## Task goal:
From the records, return each line that has the word "letter" in it.

Stored data entries:
══════

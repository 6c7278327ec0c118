//! The ABNF (RFC 5234) grammar model.
//!
//! Grammars are plain data: a rule table of [`Rule`]s whose bodies are
//! [`Alternation`]s of [`Concatenation`]s of [`Repetition`]s of [`Element`]s.
//! Everything renders back to ABNF text through `Display` and can be read from
//! text through `FromStr`.

use std::cmp::Ordering;
use std::fmt::{self, Display};
use std::hash::{Hash, Hasher};
use std::str::FromStr;

mod core_rules;
mod error;
mod grammar;
mod parser;

pub use core_rules::CORE_RULES;
pub use error::{Error, Result};
pub use grammar::Grammar;

/// The name of a rule. Rule names are case insensitive, but the casing they
/// were written with is kept for display.
#[derive(Clone, Debug)]
pub struct RuleName(String);

impl RuleName {
    /// Create a rule name, checking it against `ALPHA *(ALPHA / DIGIT / "-")`.
    pub fn new(name: &str) -> Result<Self> {
        let mut chars = name.chars();
        let valid = match chars.next() {
            Some(c) if c.is_ascii_alphabetic() => {
                chars.all(|c| c.is_ascii_alphanumeric() || c == '-')
            }
            _ => false,
        };
        if valid {
            Ok(RuleName(name.to_owned()))
        } else {
            Err(Error::InvalidRuleName(name.to_owned()))
        }
    }

    pub fn as_str(&self) -> &str {
        &self.0
    }

    fn folded(&self) -> impl Iterator<Item = u8> + '_ {
        self.0.bytes().map(|b| b.to_ascii_lowercase())
    }
}

impl PartialEq for RuleName {
    fn eq(&self, other: &Self) -> bool {
        self.0.eq_ignore_ascii_case(&other.0)
    }
}

impl Eq for RuleName {}

impl Hash for RuleName {
    fn hash<H: Hasher>(&self, state: &mut H) {
        for b in self.folded() {
            state.write_u8(b);
        }
        state.write_u8(0xff);
    }
}

impl PartialOrd for RuleName {
    fn partial_cmp(&self, other: &Self) -> Option<Ordering> {
        Some(self.cmp(other))
    }
}

impl Ord for RuleName {
    fn cmp(&self, other: &Self) -> Ordering {
        self.folded().cmp(other.folded())
    }
}

impl Display for RuleName {
    fn fmt(&self, f: &mut fmt::Formatter) -> fmt::Result {
        write!(f, "{}", self.0)
    }
}

impl FromStr for RuleName {
    type Err = Error;

    fn from_str(s: &str) -> Result<Self> {
        RuleName::new(s)
    }
}

/// Repetition bounds.
#[derive(Clone, Copy, PartialEq, Eq, Debug)]
pub enum Repeat {
    /// `n element`
    Exact(u32),
    /// `[min]*[max] element`. A missing min is 0, a missing max is unbounded.
    Range { min: Option<u32>, max: Option<u32> },
}

impl Repeat {
    /// Create a range repeat, rejecting `min > max`.
    pub fn range(min: Option<u32>, max: Option<u32>) -> Result<Self> {
        let repeat = Repeat::Range { min, max };
        if repeat.is_valid() {
            Ok(repeat)
        } else {
            Err(Error::InvalidRepeat {
                min: repeat.min(),
                max: max.unwrap_or_default(),
            })
        }
    }

    pub fn min(&self) -> u32 {
        match *self {
            Repeat::Exact(n) => n,
            Repeat::Range { min, .. } => min.unwrap_or(0),
        }
    }

    pub fn max(&self) -> Option<u32> {
        match *self {
            Repeat::Exact(n) => Some(n),
            Repeat::Range { max, .. } => max,
        }
    }

    pub fn is_valid(&self) -> bool {
        match self.max() {
            Some(max) => self.min() <= max,
            None => true,
        }
    }
}

impl Display for Repeat {
    fn fmt(&self, f: &mut fmt::Formatter) -> fmt::Result {
        match *self {
            Repeat::Exact(n) => write!(f, "{}", n),
            Repeat::Range { min, max } => {
                if let Some(min) = min {
                    write!(f, "{}", min)?;
                }
                write!(f, "*")?;
                if let Some(max) = max {
                    write!(f, "{}", max)?;
                }
                Ok(())
            }
        }
    }
}

/// Radix of a numeric value.
#[derive(Clone, Copy, PartialEq, Eq, Hash, Debug)]
pub enum Base {
    Bin,
    Dec,
    Hex,
}

impl Base {
    pub fn radix(self) -> u32 {
        match self {
            Base::Bin => 2,
            Base::Dec => 10,
            Base::Hex => 16,
        }
    }

    /// The letter following `%` in ABNF text.
    pub fn letter(self) -> char {
        match self {
            Base::Bin => 'b',
            Base::Dec => 'd',
            Base::Hex => 'x',
        }
    }

    /// Render a value in this base. Hex values are upper case and padded to
    /// whole bytes.
    pub fn format(self, value: u32) -> String {
        match self {
            Base::Bin => format!("{:b}", value),
            Base::Dec => format!("{}", value),
            Base::Hex => {
                let digits = format!("{:X}", value);
                if digits.len() % 2 == 1 {
                    format!("0{}", digits)
                } else {
                    digits
                }
            }
        }
    }
}

impl Display for Base {
    fn fmt(&self, f: &mut fmt::Formatter) -> fmt::Result {
        match self {
            Base::Bin => write!(f, "binary"),
            Base::Dec => write!(f, "decimal"),
            Base::Hex => write!(f, "hexadecimal"),
        }
    }
}

/// The values a numeric terminal matches.
///
/// A concatenation of one value equals the single value.
#[derive(Clone, Eq, Debug)]
pub enum NumSpec {
    /// `%x41`
    Single(u32),
    /// `%x41-5A`, inclusive.
    Range(u32, u32),
    /// `%x0D.0A`
    Concat(Vec<u32>),
}

impl PartialEq for NumSpec {
    fn eq(&self, other: &Self) -> bool {
        match (self, other) {
            (NumSpec::Single(a), NumSpec::Single(b)) => a == b,
            (NumSpec::Range(a_lo, a_hi), NumSpec::Range(b_lo, b_hi)) => {
                a_lo == b_lo && a_hi == b_hi
            }
            (NumSpec::Concat(a), NumSpec::Concat(b)) => a == b,
            (NumSpec::Single(v), NumSpec::Concat(values))
            | (NumSpec::Concat(values), NumSpec::Single(v)) => values.as_slice() == [*v],
            _ => false,
        }
    }
}

/// A numeric terminal (`%b`, `%d` or `%x`).
#[derive(Clone, PartialEq, Eq, Debug)]
pub struct NumVal {
    pub base: Base,
    pub spec: NumSpec,
}

impl NumVal {
    pub fn single(base: Base, value: u32) -> Self {
        NumVal {
            base,
            spec: NumSpec::Single(value),
        }
    }

    pub fn range(base: Base, lo: u32, hi: u32) -> Result<Self> {
        if lo > hi {
            return Err(Error::ReversedRange { lo, hi });
        }
        Ok(NumVal {
            base,
            spec: NumSpec::Range(lo, hi),
        })
    }

    /// Values matched one after the other. A single value is the same
    /// terminal as [`NumVal::single`].
    pub fn concat(base: Base, values: Vec<u32>) -> Result<Self> {
        match values.as_slice() {
            [] => return Err(Error::EmptyDigits),
            &[value] => return Ok(NumVal::single(base, value)),
            _ => (),
        }
        Ok(NumVal {
            base,
            spec: NumSpec::Concat(values),
        })
    }

    /// Parse the part of a numeric value following the base letter, e.g.
    /// `41-5A` or `0D.0A`.
    pub fn parse(base: Base, digits: &str) -> Result<Self> {
        let value = |s: &str| -> Result<u32> {
            if s.is_empty() {
                return Err(Error::EmptyDigits);
            }
            u32::from_str_radix(s, base.radix()).map_err(|_| Error::InvalidDigits {
                base,
                digits: s.to_owned(),
            })
        };

        if let Some((lo, hi)) = digits.split_once('-') {
            return NumVal::range(base, value(lo)?, value(hi)?);
        }
        let values = digits.split('.').map(value).collect::<Result<Vec<_>>>()?;
        NumVal::concat(base, values)
    }
}

impl Display for NumVal {
    fn fmt(&self, f: &mut fmt::Formatter) -> fmt::Result {
        write!(f, "%{}", self.base.letter())?;
        match &self.spec {
            NumSpec::Single(v) => write!(f, "{}", self.base.format(*v)),
            NumSpec::Range(lo, hi) => {
                write!(f, "{}-{}", self.base.format(*lo), self.base.format(*hi))
            }
            NumSpec::Concat(values) => {
                let values: Vec<String> = values.iter().map(|v| self.base.format(*v)).collect();
                write!(f, "{}", values.join("."))
            }
        }
    }
}

/// The smallest unit of a rule body.
#[derive(Clone, PartialEq, Eq, Debug)]
pub enum Element {
    Rulename(RuleName),
    /// `( alternation )`
    Group(Alternation),
    /// `[ alternation ]`
    Option(Alternation),
    /// A quoted, case-insensitive literal.
    CharVal(String),
    NumVal(NumVal),
    /// `<prose>`, opaque.
    ProseVal(String),
}

impl Display for Element {
    fn fmt(&self, f: &mut fmt::Formatter) -> fmt::Result {
        match self {
            Element::Rulename(name) => write!(f, "{}", name),
            Element::Group(alt) => write!(f, "( {} )", alt),
            Element::Option(alt) => write!(f, "[ {} ]", alt),
            Element::CharVal(s) => write!(f, "\"{}\"", s),
            Element::NumVal(num) => write!(f, "{}", num),
            Element::ProseVal(s) => write!(f, "<{}>", s),
        }
    }
}

/// An element with optional repetition bounds.
#[derive(Clone, PartialEq, Eq, Debug)]
pub struct Repetition {
    pub repeat: Option<Repeat>,
    pub element: Element,
}

impl Repetition {
    /// The effective `(min, max)` bounds. No repeat means exactly once.
    pub fn bounds(&self) -> (u32, Option<u32>) {
        match &self.repeat {
            Some(repeat) => (repeat.min(), repeat.max()),
            None => (1, Some(1)),
        }
    }
}

impl From<Element> for Repetition {
    fn from(element: Element) -> Self {
        Repetition {
            repeat: None,
            element,
        }
    }
}

impl Display for Repetition {
    fn fmt(&self, f: &mut fmt::Formatter) -> fmt::Result {
        if let Some(repeat) = &self.repeat {
            write!(f, "{}", repeat)?;
        }
        write!(f, "{}", self.element)
    }
}

/// A non-empty sequence of repetitions.
#[derive(Clone, PartialEq, Eq, Debug)]
pub struct Concatenation(Vec<Repetition>);

impl Concatenation {
    pub fn new(elements: Vec<Repetition>) -> Result<Self> {
        if elements.is_empty() {
            return Err(Error::EmptyConcatenation);
        }
        Ok(Concatenation(elements))
    }

    pub fn elements(&self) -> &[Repetition] {
        &self.0
    }
}

impl From<Repetition> for Concatenation {
    fn from(rep: Repetition) -> Self {
        Concatenation(vec![rep])
    }
}

impl Display for Concatenation {
    fn fmt(&self, f: &mut fmt::Formatter) -> fmt::Result {
        let elements: Vec<String> = self.0.iter().map(|e| e.to_string()).collect();
        write!(f, "{}", elements.join(" "))
    }
}

/// A non-empty, ordered choice between concatenations.
#[derive(Clone, PartialEq, Eq, Debug)]
pub struct Alternation(Vec<Concatenation>);

impl Alternation {
    pub fn new(branches: Vec<Concatenation>) -> Result<Self> {
        if branches.is_empty() {
            return Err(Error::EmptyAlternation);
        }
        Ok(Alternation(branches))
    }

    pub fn branches(&self) -> &[Concatenation] {
        &self.0
    }

    /// Append the branches of another alternation, keeping their order.
    pub fn extend(&mut self, other: Alternation) {
        self.0.extend(other.0)
    }

    /// Every rule name referenced from this alternation, in order of
    /// appearance.
    pub fn references(&self) -> Vec<&RuleName> {
        let mut names = Vec::new();
        collect_references(self, &mut names);
        names
    }
}

fn collect_references<'a>(alt: &'a Alternation, names: &mut Vec<&'a RuleName>) {
    for branch in alt.branches() {
        for rep in branch.elements() {
            match &rep.element {
                Element::Rulename(name) => names.push(name),
                Element::Group(inner) | Element::Option(inner) => {
                    collect_references(inner, names)
                }
                _ => (),
            }
        }
    }
}

impl From<Concatenation> for Alternation {
    fn from(concat: Concatenation) -> Self {
        Alternation(vec![concat])
    }
}

impl Display for Alternation {
    fn fmt(&self, f: &mut fmt::Formatter) -> fmt::Result {
        let branches: Vec<String> = self.0.iter().map(|b| b.to_string()).collect();
        write!(f, "{}", branches.join(" / "))
    }
}

/// How a rule was defined.
#[derive(Clone, Copy, PartialEq, Eq, Debug)]
pub enum DefinedAs {
    /// `=`
    Fresh,
    /// `=/`, adding alternatives to an existing rule.
    Incremental,
}

impl Display for DefinedAs {
    fn fmt(&self, f: &mut fmt::Formatter) -> fmt::Result {
        match self {
            DefinedAs::Fresh => write!(f, "="),
            DefinedAs::Incremental => write!(f, "=/"),
        }
    }
}

/// A rule definition.
#[derive(Clone, PartialEq, Eq, Debug)]
pub struct Rule {
    pub name: RuleName,
    pub defined_as: DefinedAs,
    pub body: Alternation,
}

impl Display for Rule {
    fn fmt(&self, f: &mut fmt::Formatter) -> fmt::Result {
        write!(f, "{} {} {}", self.name, self.defined_as, self.body)
    }
}

impl FromStr for Rule {
    type Err = Error;

    fn from_str(s: &str) -> Result<Self> {
        let text = parser::terminate_line(s);
        let (_, rule) = nom::combinator::all_consuming(parser::rule)(&*text)?;
        Ok(rule)
    }
}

══════

## Answer section:
    /// The letter following `%` in ABNF text.
    pub fn letter(self) -> char {
    /// Parse the part of a numeric value following the base letter, e.g.
        write!(f, "%{}", self.base.letter())?;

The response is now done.